Jumat, 06 Mei 2011

Market Talks Friday, 06 05 2011 More in Market Talks Bapepam-LK Amends Regulation on Audit Committees

The Indonesia Capital Market and Financial Institution Supervisory Agency (Bapepam-LK) will amend Regulation No. IX.I.5 on the Establishments and Guidelines for the Work Implementation of Audit Committees. The amended regulation will include new rules such as the acceptable number of audit committee members, the requirements to be an audit committee member, and the working period for the audit committee of a publicly-listed company.

Nurhaida, Head of Bapepam-LK, said that Regulation Number IX.I.5 will be adjusted according to the developments in the business world and complexity of business activities. The amendment also aims to prevent conflicts of interest and enhance the independence of audit committees.

The initiative is based on the Indonesia Institute of Audit Committee’s (IKAI) recommendations, which include requiring audit committee members to be independent commission members, with at least one audit committee member being a financial expert and the other members, abreast with financial knowledge.

Nurhaida reiterated the vital role of audit committees in ensuring that publicly-listed companies implement good corporate governance. “Such governance is essential in building trust. Investors and stakeholders will better trust publicly-listed companies with good corporate governance,” Nurhaida explained.

Two Issues

Kanaka Puradireja, Chair of the Honorary Board of IKAI, said that there are two issues that IKAI must currently focus on. The first issue concerns the number of audit committee members. “The number is usually three to five. Having too many members will make it more difficult to reach a decision, which will reduce the team’s effectiveness,” Kenaka.

The second issue concerns the working period of audit committees. Kanaka revealed that the working period of audit committee members is currently not regulated. The ideal working period, according to Kanaka, based on his experience, is about three years as the period when members will begin to fully understand the activities of companies.
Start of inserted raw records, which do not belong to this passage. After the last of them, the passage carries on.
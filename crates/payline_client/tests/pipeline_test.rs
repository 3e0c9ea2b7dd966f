//! Request pipeline interceptors against a scripted transport.

mod test_utils;

use payline_client::{ApiRequest, PipelineEvent, RequestPipeline};
use payline_error::{ApiErrorKind, RetryClass};
use payline_rate_limit::{RetryPolicy, TokenBucketLimiter};
use serde_json::json;
use std::sync::Arc;
use std::time::Duration;
use test_utils::{EventLog, MockReply, MockTransport, pipeline};
use tokio::time::Instant;

#[tokio::test(start_paused = true)]
async fn test_rate_limited_waits_retry_after_then_surfaces() {
    let transport = MockTransport::new(vec![MockReply::json_with_headers(
        429,
        &[("Retry-After", "2")],
        json!({"error_code": "RATE_LIMIT_EXCEEDED", "message": "slow down"}),
    )]);
    let log = EventLog::default();
    let pipeline = pipeline(&transport, &log);

    let start = Instant::now();
    let err = pipeline
        .send(&ApiRequest::get("/customers"))
        .await
        .unwrap_err();
    let elapsed = start.elapsed();

    assert!(elapsed >= Duration::from_millis(2000));
    assert!(elapsed < Duration::from_millis(2100));

    let api = err.as_api().expect("api error");
    assert_eq!(api.retry_class(), RetryClass::Retryable);
    assert_eq!(api.status(), Some(429));
    assert_eq!(api.error_code(), Some("RATE_LIMIT_EXCEEDED"));
    assert!(matches!(
        api.kind(),
        ApiErrorKind::RateLimited { backoff, .. } if *backoff == Duration::from_secs(2)
    ));
    assert_eq!(
        log.events(),
        vec![PipelineEvent::RateLimited {
            path: "/customers".to_string(),
            backoff: Duration::from_secs(2),
        }]
    );
    assert_eq!(transport.call_count(), 1);
}

#[tokio::test(start_paused = true)]
async fn test_rate_limited_is_retryable_without_429_in_status_set() -> anyhow::Result<()> {
    let transport = MockTransport::new(vec![MockReply::json_with_headers(
        429,
        &[("Retry-After", "1")],
        json!({"error_code": "RATE_LIMIT_EXCEEDED", "message": "slow down"}),
    )]);
    let policy = RetryPolicy::new(3, Duration::from_millis(100), Duration::from_secs(5), [503]);
    let pipeline = RequestPipeline::new(
        Arc::new(transport.clone()),
        TokenBucketLimiter::new(100, Duration::from_secs(60))?,
        policy,
    );

    let start = Instant::now();
    let err = pipeline
        .send(&ApiRequest::get("/customers"))
        .await
        .unwrap_err();
    assert!(start.elapsed() >= Duration::from_secs(1));

    let api = err.as_api().expect("api error");
    assert_eq!(api.status(), Some(429));
    assert_eq!(api.retry_class(), RetryClass::Retryable);
    Ok(())
}

#[tokio::test(start_paused = true)]
async fn test_oversized_retry_after_capped_at_max_delay() {
    let transport = MockTransport::new(vec![MockReply::json_with_headers(
        429,
        &[("Retry-After", "1e12")],
        json!({}),
    )]);
    let log = EventLog::default();
    let pipeline = pipeline(&transport, &log);

    let start = Instant::now();
    let err = pipeline
        .send(&ApiRequest::get("/invoices"))
        .await
        .unwrap_err();
    let elapsed = start.elapsed();

    assert!(elapsed >= Duration::from_secs(5));
    assert!(elapsed < Duration::from_millis(5100));
    assert!(matches!(
        err.as_api().map(|api| api.kind()),
        Some(ApiErrorKind::RateLimited { backoff, .. }) if *backoff == Duration::from_secs(5)
    ));
    assert_eq!(
        log.events(),
        vec![PipelineEvent::RateLimited {
            path: "/invoices".to_string(),
            backoff: Duration::from_secs(5),
        }]
    );
}

#[tokio::test(start_paused = true)]
async fn test_rate_limited_without_retry_after_uses_base_delay() {
    let transport = MockTransport::new(vec![MockReply::json(429, json!({}))]);
    let log = EventLog::default();
    let pipeline = pipeline(&transport, &log);

    let start = Instant::now();
    let err = pipeline
        .send(&ApiRequest::get("/invoices"))
        .await
        .unwrap_err();

    assert!(start.elapsed() >= Duration::from_millis(100));
    let api = err.as_api().expect("api error");
    assert!(matches!(
        api.kind(),
        ApiErrorKind::RateLimited { backoff, .. } if *backoff == Duration::from_millis(100)
    ));
}

#[tokio::test]
async fn test_not_found_is_terminal_with_parsed_body() {
    let transport = MockTransport::new(vec![MockReply::json(
        404,
        json!({
            "error_code": "DATA_NOT_FOUND",
            "message": "Customer not found",
            "errors": [{"path": "id", "message": "unknown"}]
        }),
    )]);
    let log = EventLog::default();
    let pipeline = pipeline(&transport, &log);

    let err = pipeline
        .send(&ApiRequest::get("/customers/cust_missing"))
        .await
        .unwrap_err();

    let api = err.as_api().expect("api error");
    assert_eq!(api.retry_class(), RetryClass::Terminal);
    assert_eq!(api.status(), Some(404));
    assert_eq!(api.error_code(), Some("DATA_NOT_FOUND"));
    let body = api.body().expect("body");
    assert_eq!(body.message, "Customer not found");
    assert_eq!(body.errors.len(), 1);
    assert!(log.events().is_empty());
}

#[tokio::test]
async fn test_server_error_is_retryable_and_reported() {
    let transport = MockTransport::new(vec![MockReply::json(503, json!({"message": "down"}))]);
    let log = EventLog::default();
    let pipeline = pipeline(&transport, &log);

    let err = pipeline
        .send(&ApiRequest::get("/invoices"))
        .await
        .unwrap_err();

    let api = err.as_api().expect("api error");
    assert_eq!(api.retry_class(), RetryClass::Retryable);
    assert_eq!(
        log.events(),
        vec![PipelineEvent::RetryableFailure {
            path: "/invoices".to_string(),
            status: Some(503),
        }]
    );
    // The pipeline surfaces the failure without resubmitting
    assert_eq!(transport.call_count(), 1);
}

#[tokio::test]
async fn test_network_failure_is_retryable() {
    let transport = MockTransport::new(vec![MockReply::network("connection reset by peer")]);
    let log = EventLog::default();
    let pipeline = pipeline(&transport, &log);

    let err = pipeline
        .send(&ApiRequest::get("/sessions/ps_1"))
        .await
        .unwrap_err();

    let api = err.as_api().expect("api error");
    assert_eq!(api.retry_class(), RetryClass::Retryable);
    assert_eq!(api.status(), None);
    assert!(err.to_string().contains("connection reset by peer"));
    assert_eq!(
        log.events(),
        vec![PipelineEvent::RetryableFailure {
            path: "/sessions/ps_1".to_string(),
            status: None,
        }]
    );
}

#[tokio::test]
async fn test_quota_exhaustion_is_reported_not_failed() -> anyhow::Result<()> {
    let transport = MockTransport::new(vec![MockReply::json_with_headers(
        200,
        &[("X-RateLimit-Remaining", "0"), ("X-RateLimit-Limit", "60")],
        json!({"id": "cust_1"}),
    )]);
    let log = EventLog::default();
    let pipeline = pipeline(&transport, &log);

    let response = pipeline.send(&ApiRequest::get("/customers/cust_1")).await?;

    assert_eq!(response.status, 200);
    assert_eq!(
        log.events(),
        vec![PipelineEvent::QuotaExhausted {
            path: "/customers/cust_1".to_string(),
        }]
    );
    let latest = pipeline.last_rate_limit().await.expect("headers recorded");
    assert_eq!(latest.remaining, Some(0));
    assert_eq!(latest.limit, Some(60));
    Ok(())
}

#[tokio::test(start_paused = true)]
async fn test_empty_bucket_delays_admission() -> anyhow::Result<()> {
    let transport = MockTransport::default();
    let log = EventLog::default();
    let limiter = TokenBucketLimiter::new(1, Duration::from_millis(1000))?;
    let pipeline = RequestPipeline::new(Arc::new(transport.clone()), limiter, RetryPolicy::default())
        .with_observer(log.observer());

    let start = Instant::now();
    pipeline.send(&ApiRequest::get("/customers")).await?;
    assert!(log.events().is_empty());

    pipeline.send(&ApiRequest::get("/customers")).await?;
    assert!(start.elapsed() >= Duration::from_millis(1000));
    assert_eq!(
        log.events(),
        vec![PipelineEvent::AdmissionDelayed {
            wait: Duration::from_millis(1000),
        }]
    );
    assert_eq!(transport.call_count(), 2);
    Ok(())
}

#[tokio::test(start_paused = true)]
async fn test_request_delay_applies_after_admission() -> anyhow::Result<()> {
    let transport = MockTransport::default();
    let log = EventLog::default();
    let pipeline = pipeline(&transport, &log).with_request_delay(Duration::from_millis(250));

    let start = Instant::now();
    pipeline.send(&ApiRequest::get("/customers")).await?;
    pipeline.send(&ApiRequest::get("/customers")).await?;

    assert!(start.elapsed() >= Duration::from_millis(500));
    // Request delay is not an admission delay
    assert!(log.events().is_empty());
    Ok(())
}

#[tokio::test]
async fn test_send_json_decodes_success_body() -> anyhow::Result<()> {
    #[derive(serde::Deserialize)]
    struct Echo {
        id: String,
    }

    let transport = MockTransport::new(vec![MockReply::json(200, json!({"id": "inv_9"}))]);
    let pipeline = pipeline(&transport, &EventLog::default());

    let echo: Echo = pipeline.send_json(&ApiRequest::get("/invoices/inv_9")).await?;
    assert_eq!(echo.id, "inv_9");

    let transport = MockTransport::new(vec![MockReply::json(200, json!(["not", "an", "object"]))]);
    let pipeline = test_utils::pipeline(&transport, &EventLog::default());
    let err = pipeline
        .send_json::<Echo>(&ApiRequest::get("/invoices/inv_9"))
        .await
        .err()
        .expect("decode failure");
    assert!(err.as_api().is_none());
    Ok(())
}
“In England, it can reach nine years and can even be extended, as long as the reasons are strong,” Kanaka said.

The primary function of an audit committee is to ensure the integrity of financial statements of publicly-listed companies. To be able to perform this function well, audit committee members must be familiar with the accounting and monitoring processes.

“Audit committee members must be familiar with the audit processes of both internal and external institutions. They must also understand risk management. One of the risks to watch out for is mistakes in financial statements,” Kanaka said.

Management Intervention

Kanaya continued that as the submission date nears, for companies with poor track record and control, there is always the possibility of company executives interfering with the preparation of financial statements. This is usually missed by audit committees.

According to Hotbonar Sinaga, President Director of PT Jamsostek, institutional investors sees the importance of the presence of audit committees, as they are the only relatively independent unit in a publicly-listed company.

Hotbonar says audit committees are the safeguards of the interest of investors in a publicly-listed company. “Investors can even trust audit committees more than the board of directors,” Hotbonar added.

Hotbonar insists on the importance of selecting audit committee members based on their competence and professionalism, instead of formality. “It is important that audit committee members have an accounting or management background,” Hotbonar said.